Les probiotiques pris par voie orale sont importants, car ils permettent aux bonnes bactéries de s’établir dans le microbiome. La transplantation fécale, un traitement plus agressif et peu courant, est utilisée chez certaines personnes souffrant d’une perturbation du microbiome. Cette méthode est employée depuis le quatrième siècle de l’ère chrétienne, et est considérée comme une solution aux infections potentiellement mortelles par des bactéries Clostridium difficile résistantes aux antibiotiques. Selon le naturopathe Mark Davis, la transplantation fécale constitue une intervention sécuritaire et efficace pour ceux qui souffrent de colite ulcéreuse, de la maladie de Crohn, du côlon irritable, de sclérose en plaques, ou d’autres troubles de santé. La transplantation fécale consiste à transplanter une flore fécale saine d’un donneur à une personne qui souffre de symptômes de ces maladies. Cela permet de rétablir et de recoloniser le microbiome plus rapidement que tout autre traitement. En 2013, la FDA a interdit aux médecins d’effectuer des transplantations fécales dans leur pratique, sans doute en raison des écarts dans les résultats et du manque de reproductibilité d’un échantillon à un autre. Les médecins peuvent toutefois indiquer aux patients la marche à suivre pour effectuer une transplantation fécale à la maison.
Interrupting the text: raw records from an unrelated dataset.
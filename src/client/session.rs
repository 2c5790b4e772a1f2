//! Conversation state held by one chat widget

use thiserror::Error;

use crate::models::{ChatRequest, ChatTurn, HistoryTurn, RelayFrame, TurnRole};

#[derive(Debug, Clone, PartialEq, Eq, Error)]
pub enum SessionError {
    /// A new message was sent while a reply is still streaming
    #[error("A reply is still in progress")]
    Busy,

    #[error("Message is empty")]
    EmptyMessage,
}

/// Turns plus the open / loading / error state of the widget
///
/// Only one reply streams at a time: [`ChatSession::begin`] refuses a new
/// message until the current one is finished or has failed.
#[derive(Debug, Default)]
pub struct ChatSession {
    turns: Vec<ChatTurn>,
    is_loading: bool,
    error: Option<String>,
    /// Index of the assistant turn receiving fragments
    streaming: Option<usize>,
}

impl ChatSession {
    pub fn new() -> Self {
        Self::default()
    }

    pub fn turns(&self) -> &[ChatTurn] {
        &self.turns
    }

    pub fn is_loading(&self) -> bool {
        self.is_loading
    }

    /// Text for the inline error banner
    pub fn error(&self) -> Option<&str> {
        self.error.as_deref()
    }

    pub fn clear_error(&mut self) {
        self.error = None;
    }

    /// Record the visitor's message and build the request for it
    ///
    /// History is every earlier non-system turn, before this message.
    pub fn begin(&mut self, content: &str) -> Result<ChatRequest, SessionError> {
        if self.is_loading {
            return Err(SessionError::Busy);
        }
        let content = content.trim();
        if content.is_empty() {
            return Err(SessionError::EmptyMessage);
        }

        let history = self
            .turns
            .iter()
            .filter(|turn| turn.role != TurnRole::System)
            .map(HistoryTurn::from)
            .collect();

        self.turns.push(ChatTurn::new(TurnRole::User, content));
        self.is_loading = true;
        self.error = None;

        Ok(ChatRequest {
            message: content.to_string(),
            history,
        })
    }

    /// Append the empty assistant turn that fragments will grow
    pub fn open_reply(&mut self) {
        self.turns.push(ChatTurn::new(TurnRole::Assistant, ""));
        self.streaming = Some(self.turns.len() - 1);
    }

    /// The assistant turn currently receiving fragments
    pub fn reply(&self) -> Option<&ChatTurn> {
        self.streaming.and_then(|idx| self.turns.get(idx))
    }

    /// Apply one frame; returns whether the visible state changed
    pub fn apply(&mut self, frame: RelayFrame) -> bool {
        match frame {
            RelayFrame::Fragment(text) => match self.streaming {
                Some(idx) => {
                    self.turns[idx].content.push_str(&text);
                    true
                }
                None => false,
            },
            RelayFrame::Done => {
                let changed = self.is_loading;
                self.streaming = None;
                self.is_loading = false;
                changed
            }
            RelayFrame::Error(message) => {
                self.fail(message);
                true
            }
        }
    }

    /// Stop loading and show `message`; an empty placeholder is removed
    pub fn fail(&mut self, message: impl Into<String>) {
        if let Some(idx) = self.streaming.take() {
            if self.turns[idx].content.is_empty() {
                self.turns.remove(idx);
            }
        }
        self.is_loading = false;
        self.error = Some(message.into());
    }
}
Le Dr Perlmutter a utilisé cette méthode avec succès pour traiter certaines maladies neurologiques, notamment chez un jeune de 12 ans atteint du TSA. Il a d’abord administré des probiotiques par voie orale, mais est ensuite passé à la transplantation fécale, après quoi il a observé des améliorations importantes sur le plan du comportement. Je ne prétends pas que la transplantation fécale soit le remède au TSA, mais je souhaitais parler d’un traitement un peu moins connu. Il existe d’autres protocoles importants pour le traitement de l’autisme que l’on utilise en naturopathie, mais sur lesquels je ne m’étendrai pas ici. On peut penser aux régimes sans gluten ou sans caséine, à l’utilisation de suppléments vitaminiques et minéraux de haute qualité, et à l’ajout de fer et d’acides gras essentiels. Il est toutefois important de consulter un naturopathe avant de commencer tout traitement de ce type.


high-quality vitamin/mineral supplementation

Il est donc possible de transformer son état de santé en transformant son microbiome, ces billions d’organismes que nous abritons tous. Le microbiome des enfants atteints du TSA est altéré et, en favorisant la présence de bactéries bénéfiques, il est possible d’améliorer le comportement et l’état de santé de ces enfants. De plus, en prenant des mesures pour que le microbiome des mères soit plus équilibré à la conception, au cours de la grossesse, et durant l’allaitement, on pourrait réduire le taux de TSA dans la population. Il importe d’éviter, dans la mesure du possible, les facteurs qui nuisent au microbiome, comme les accouchements par césarienne et l’utilisation d’antibiotiques, tout en intégrant des éléments qui le renforcent, comme les aliments fermentés. Nous vous encourageons à consulter votre naturopathe pour des suggestions.